Ingram carries load for 'Bama despite dad's problems

Published Jan. 5, 2010 12:00 a.m. ET

Sometime this week, as he prepares to play in the national championship game, Mark Ingram will receive a call from his father. One imagines the words that pass between them as almost typical. There will be an expression of paternal pride, wishes for good luck and good health.

More unusual, the circumstances. The younger Ingram, whose Alabama team faces Texas Thursday night in Pasadena, will be taking a collect call before midnight, East Coast time. Apparently, that's when phone privileges cease at the federal correctional facility in Queens, N.Y., where his father is awaiting permanent assignment on a 92-month sentence for money laundering and bank fraud.

Even in a culture made numb by an epidemic of shows that confuse family dysfunction with reality, this scenario seems unprecedented. On the eve of a title game, the newly-crowned Heisman winner is being asked about his convict father. The elder Ingram, once handsomely compensated as a receiver for the Giants, Dolphins, Packers and Eagles, went on the lam Dec. 5, 2008, and was apprehended several weeks later in a motel room just as Alabama was preparing to play in the Sugar Bowl. He told authorities he skipped bail to see his son play on television.

"It shows the type of relationship we have, the type of bond we have as a father and a son," Ingram the younger said at Monday's press availability. "Any son has to appreciate that."

I admire the son's sentiments. Bless him for believing. But I don't. His father is known to have been in trouble since Michigan State, when he did 24 days for breaking into a dorm room and stealing a wallet. Con artists and thieves aren't known to find salvation through paternity.

Then again, Senior isn't the story. It's Junior, a well-spoken running back who now finds himself the central figure in the BCS drama. Players shouldn't be freighted with meaning, college players especially. They're still kids. But Alabama's sophomore running back warrants an exception.

First — and here there can be no doubt — he's the key to the football game. This much is pretty simple. He's the Heisman trophy winner, the first in 'Bama's long and glorious football history. Texas has the nation's best defense against the rush. Strength vs. strength.

But the strength Ingram has shown on the field is still less than he demonstrated in taking the podium on the evening of Dec. 12 at the Downtown Athletic Club. He had told family and friends he "would not be nervous at all" during the ceremony. Then they read his name.

"And my heart was just beating out of my chest," he said.

His voice cracked first. Then came the tears. He thanked his mother, his grandparents and his father. "He's been a great influence on my life," Ingram said that night, "and I love him to death."

Again, it's easier to judge the man than the relationship with his son. Still, in that moment, Mark Ingram Jr. came to embody a special type of perseverance.

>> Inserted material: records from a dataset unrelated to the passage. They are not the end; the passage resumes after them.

impl<T: DataType> Encoder<T> for PlainEncoder<T> {
    #[cold]
    fn encoding(&self) -> Encoding {
        Encoding::PLAIN
    }

    fn estimated_data_encoded_size(&self) -> usize {
        self.buffer.len() + self.bit_writer.bytes_written()
    }

    #[inline]
    fn flush_buffer(&mut self) -> Result<Bytes> {
        self.buffer.extend_from_slice(self.bit_writer.flush_buffer());
        self.bit_writer.clear();
        Ok(std::mem::take(&mut self.buffer).into())
    }

    #[inline]
    fn put(&mut self, values: &[T::T]) -> Result<()> {
        T::T::encode(values, &mut self.buffer, &mut self.bit_writer)?;
        Ok(())
    }
}

// ----------------------------------------------------------------------
// RLE encoding

const DEFAULT_RLE_BUFFER_LEN: usize = 1024;

/// RLE/Bit-Packing hybrid encoding for boolean values.
///
/// The encoded stream is prefixed with its length as a 4 byte little-endian integer.
pub struct RleValueEncoder<T: DataType> {
    // Buffer with raw values that we collect,
    // when flushing buffer they are encoded using RLE encoder
    encoder: Option<RleEncoder>,
    _phantom: PhantomData<T>,
}

impl<T: DataType> Default for RleValueEncoder<T> {
    fn default() -> Self {
        Self::new()
    }
}

impl<T: DataType> RleValueEncoder<T> {
    /// Creates new rle value encoder.
    pub fn new() -> Self {
        Self {
            encoder: None,
            _phantom: PhantomData,
        }
    }

    fn new_encoder() -> RleEncoder {
        let mut buffer = Vec::with_capacity(DEFAULT_RLE_BUFFER_LEN);
        // Reserve space for length
        buffer.extend_from_slice(&[0; 4]);
        RleEncoder::new_from_buf(1, buffer)
    }
}

impl<T: DataType<T = bool>> Encoder<T> for RleValueEncoder<T> {
    #[inline]
    fn put(&mut self, values: &[T::T]) -> Result<()> {
        let rle_encoder = self.encoder.get_or_insert_with(Self::new_encoder);
        for value in values {
            rle_encoder.put(*value as u64)
        }
        Ok(())
    }

    #[cold]
    fn encoding(&self) -> Encoding {
        Encoding::RLE
    }

    #[inline]
    fn estimated_data_encoded_size(&self) -> usize {
        match self.encoder {
            Some(ref enc) => enc.len(),
            None => 0,
        }
    }

    #[inline]
    fn flush_buffer(&mut self) -> Result<Bytes> {
        let rle_encoder = self.encoder.take().unwrap_or_else(Self::new_encoder);

        // Flush all encoder buffers and raw values
        let mut buf = rle_encoder.consume();

        let len = i32::try_from(buf.len() - 4)?;
        buf[..4].copy_from_slice(&len.to_le_bytes());

        Ok(buf.into())
    }
}

// ----------------------------------------------------------------------
// DELTA_BINARY_PACKED encoding

const MAX_PAGE_HEADER_WRITER_SIZE: usize = 32;
const DEFAULT_BIT_WRITER_SIZE: usize = 1024 * 1024;
const DEFAULT_NUM_MINI_BLOCKS: usize = 4;

/// Integer types that can be delta encoded.
pub trait DeltaBitPackValue: Copy {
    /// Number of values per mini block, chosen so mini blocks decode efficiently.
    const MINI_BLOCK_SIZE: usize;

    fn to_i64(self) -> i64;

    /// `self - other`, wrapping at the width of the type.
    fn wrapping_delta(self, other: Self) -> i64;

    /// `left - right` as an unsigned offset, wrapping at the width of the type.
    fn delta_offset(left: i64, right: i64) -> u64;
}

impl DeltaBitPackValue for i32 {
    const MINI_BLOCK_SIZE: usize = 32;

    fn to_i64(self) -> i64 {
        self as i64
    }

    fn wrapping_delta(self, other: Self) -> i64 {
        self.wrapping_sub(other) as i64
    }

    fn delta_offset(left: i64, right: i64) -> u64 {
        // Conversion of i32 -> u32 -> u64 is to avoid non-zero left most bytes in int repr
        (left as i32).wrapping_sub(right as i32) as u32 as u64
    }
}

impl DeltaBitPackValue for i64 {
    const MINI_BLOCK_SIZE: usize = 64;

    fn to_i64(self) -> i64 {
        self
    }

    fn wrapping_delta(self, other: Self) -> i64 {
        self.wrapping_sub(other)
    }

    fn delta_offset(left: i64, right: i64) -> u64 {
        left.wrapping_sub(right) as u64
    }
}

/// Delta bit packed encoder.
/// Consists of a header followed by blocks of delta encoded values binary packed.
///
/// Delta-binary-packing:
/// ```shell
///   [page-header] [block 1], [block 2], ... [block N]
/// ```
///
/// Each page header consists of:
/// ```shell
///   [block size] [number of miniblocks in a block] [total value count] [first value]
/// ```
///
/// Each block consists of:
/// ```shell
///   [min delta] [list of bitwidths of miniblocks] [miniblocks]
/// ```
///
/// Current implementation writes values in `put` method, multiple calls to `put` to
/// existing block or start new block if block size is exceeded. Calling `flush_buffer`
/// writes out all data and resets internal state, including page header.
///
/// Supports only INT32 and INT64.
pub struct DeltaBitPackEncoder<T: DataType> {
    page_header_writer: BitWriter,
    bit_writer: BitWriter,
    total_values: usize,
    first_value: i64,
    current_value: T::T,
    block_size: usize,
    mini_block_size: usize,
    num_mini_blocks: usize,
    values_in_block: usize,
    deltas: Vec<i64>,
}

impl<T: DataType> Default for DeltaBitPackEncoder<T>
where
    T::T: DeltaBitPackValue,
{
    fn default() -> Self {
        Self::new()
    }
}

impl<T: DataType> DeltaBitPackEncoder<T>
where
    T::T: DeltaBitPackValue,
{
    /// Creates new delta bit packed encoder.
    pub fn new() -> Self {
        let mini_block_size = T::T::MINI_BLOCK_SIZE;
        let num_mini_blocks = DEFAULT_NUM_MINI_BLOCKS;
        let block_size = mini_block_size * num_mini_blocks;
        debug_assert_eq!(block_size % 128, 0);

        DeltaBitPackEncoder {
            page_header_writer: BitWriter::new(MAX_PAGE_HEADER_WRITER_SIZE),
            bit_writer: BitWriter::new(DEFAULT_BIT_WRITER_SIZE),
            total_values: 0,
            first_value: 0,
            current_value: T::T::default(), // current value to keep adding deltas
            block_size, // can write fewer values than block size for last block
            mini_block_size,
            num_mini_blocks,
            values_in_block: 0, // will be at most block_size
            deltas: vec![0; block_size],
        }
    }

    /// Writes page header for blocks, this method is invoked when we are done encoding
    /// values. It is also okay to encode when no values have been provided
    fn write_page_header(&mut self) {
        // Write the size of each block
        self.page_header_writer.put_vlq_int(self.block_size as u64);
        // Write the number of mini blocks
        self.page_header_writer
            .put_vlq_int(self.num_mini_blocks as u64);
        // Write the number of all values (including non-encoded first value)
        self.page_header_writer
            .put_vlq_int(self.total_values as u64);
        // Write first value
        self.page_header_writer.put_zigzag_vlq_int(self.first_value);
    }

    // Write current delta buffer (<= 'block size' values) into bit writer
    #[inline(never)]
    fn flush_block_values(&mut self) {
        if self.values_in_block == 0 {
            return;
        }

        let min_delta = self.deltas[..self.values_in_block]
            .iter()
            .copied()
            .min()
            .unwrap_or_default();

        // Write min delta
        self.bit_writer.put_zigzag_vlq_int(min_delta);

        // Slice to store bit width for each mini block
        let offset = self.bit_writer.skip(self.num_mini_blocks);

        for i in 0..self.num_mini_blocks {
            // Find how many values we need to encode - either block size or whatever
            // values left
            let n = cmp::min(self.mini_block_size, self.values_in_block);
            if n == 0 {
                // Trailing mini blocks hold no values, their width is ignored by readers
                for j in i..self.num_mini_blocks {
                    self.bit_writer.write_at(offset + j, 0);
                }
                break;
            }

            let start = i * self.mini_block_size;
            let mini_block = &self.deltas[start..start + n];

            // Compute the max delta in current mini block
            let max_delta = mini_block.iter().copied().max().unwrap_or(min_delta);

            // Compute bit width to store (max_delta - min_delta)
            let bit_width =
                num_required_bits(T::T::delta_offset(max_delta, min_delta)) as usize;
            self.bit_writer.write_at(offset + i, bit_width as u8);

            // Encode values in current mini block using min_delta and bit_width
            for delta in mini_block {
                let packed_value = T::T::delta_offset(*delta, min_delta);
                self.bit_writer.put_value(packed_value, bit_width);
            }

            // Pad the last block (n < mini_block_size)
            for _ in n..self.mini_block_size {
                self.bit_writer.put_value(0, bit_width);
            }

            self.values_in_block -= n;
        }

        debug_assert_eq!(self.values_in_block, 0);
    }
}

impl<T: DataType> Encoder<T> for DeltaBitPackEncoder<T>
where
    T::T: DeltaBitPackValue,
{
    fn put(&mut self, values: &[T::T]) -> Result<()> {
        if values.is_empty() {
            return Ok(());
        }

        // Define values to encode, initialize state
        let mut idx = if self.total_values == 0 {
            self.first_value = values[0].to_i64();
            self.current_value = values[0];
            1
        } else {
            0
        };
        // Add all values (including first value)
        self.total_values += values.len();

        // Write block
        while idx < values.len() {
            let value = values[idx];
            self.deltas[self.values_in_block] = value.wrapping_delta(self.current_value);
            self.current_value = value;
            idx += 1;
            self.values_in_block += 1;
            if self.values_in_block == self.block_size {
                self.flush_block_values();
            }
        }
        Ok(())
    }

    #[cold]
    fn encoding(&self) -> Encoding {
        Encoding::DELTA_BINARY_PACKED
    }

    fn estimated_data_encoded_size(&self) -> usize {
        self.bit_writer.bytes_written()
    }

    fn flush_buffer(&mut self) -> Result<Bytes> {
        // Write remaining values
        self.flush_block_values();
        // Write page header with total values
        self.write_page_header();

        let mut buffer = Vec::new();
        buffer.extend_from_slice(self.page_header_writer.flush_buffer());
        buffer.extend_from_slice(self.bit_writer.flush_buffer());

        // Reset state
        self.page_header_writer.clear();
        self.bit_writer.clear();
        self.total_values = 0;
        self.first_value = 0;
        self.current_value = T::T::default();
        self.values_in_block = 0;

        Ok(buffer.into())
    }
}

This was the closest Heisman vote in years, with Ingram beating Stanford running back Toby Gerhart by just 28 points. But as Tide quarterback Greg McElroy assured the press on Monday: "The right guy won it."

He had done more than win the college game's most coveted trophy. He'd done more than survive the blight of Flint, Mich. ("A lot of struggle, a lot of violence," he said of his hometown.) He had overcome the worst kind of crap people lay off on their kids.

McElroy's own mother and father, a vice president of marketing for the Dallas Cowboys, began to weep as they watched on TV. "Bawling away," the quarterback said. "I'm not much of a crier, but I had to hold it back, too."

Maybe, after he has a kid, he won't be able to. ‘I don't know how I would respond with it being in the public eye," McElroy said. "People scrutinize unfairly."

Fairness has nothing to do with it. Ingram never asked for a part in this reality show.

Now people recognize him, especially in the big cities. Knowing his name and likeness, they think they know him, too. Most of them want his signature; others want details.

"It was difficult at first," he said. "Some questions are harder than others."

His dad's calling from a prison payphone. If he can answer his own questions, the rest are easy.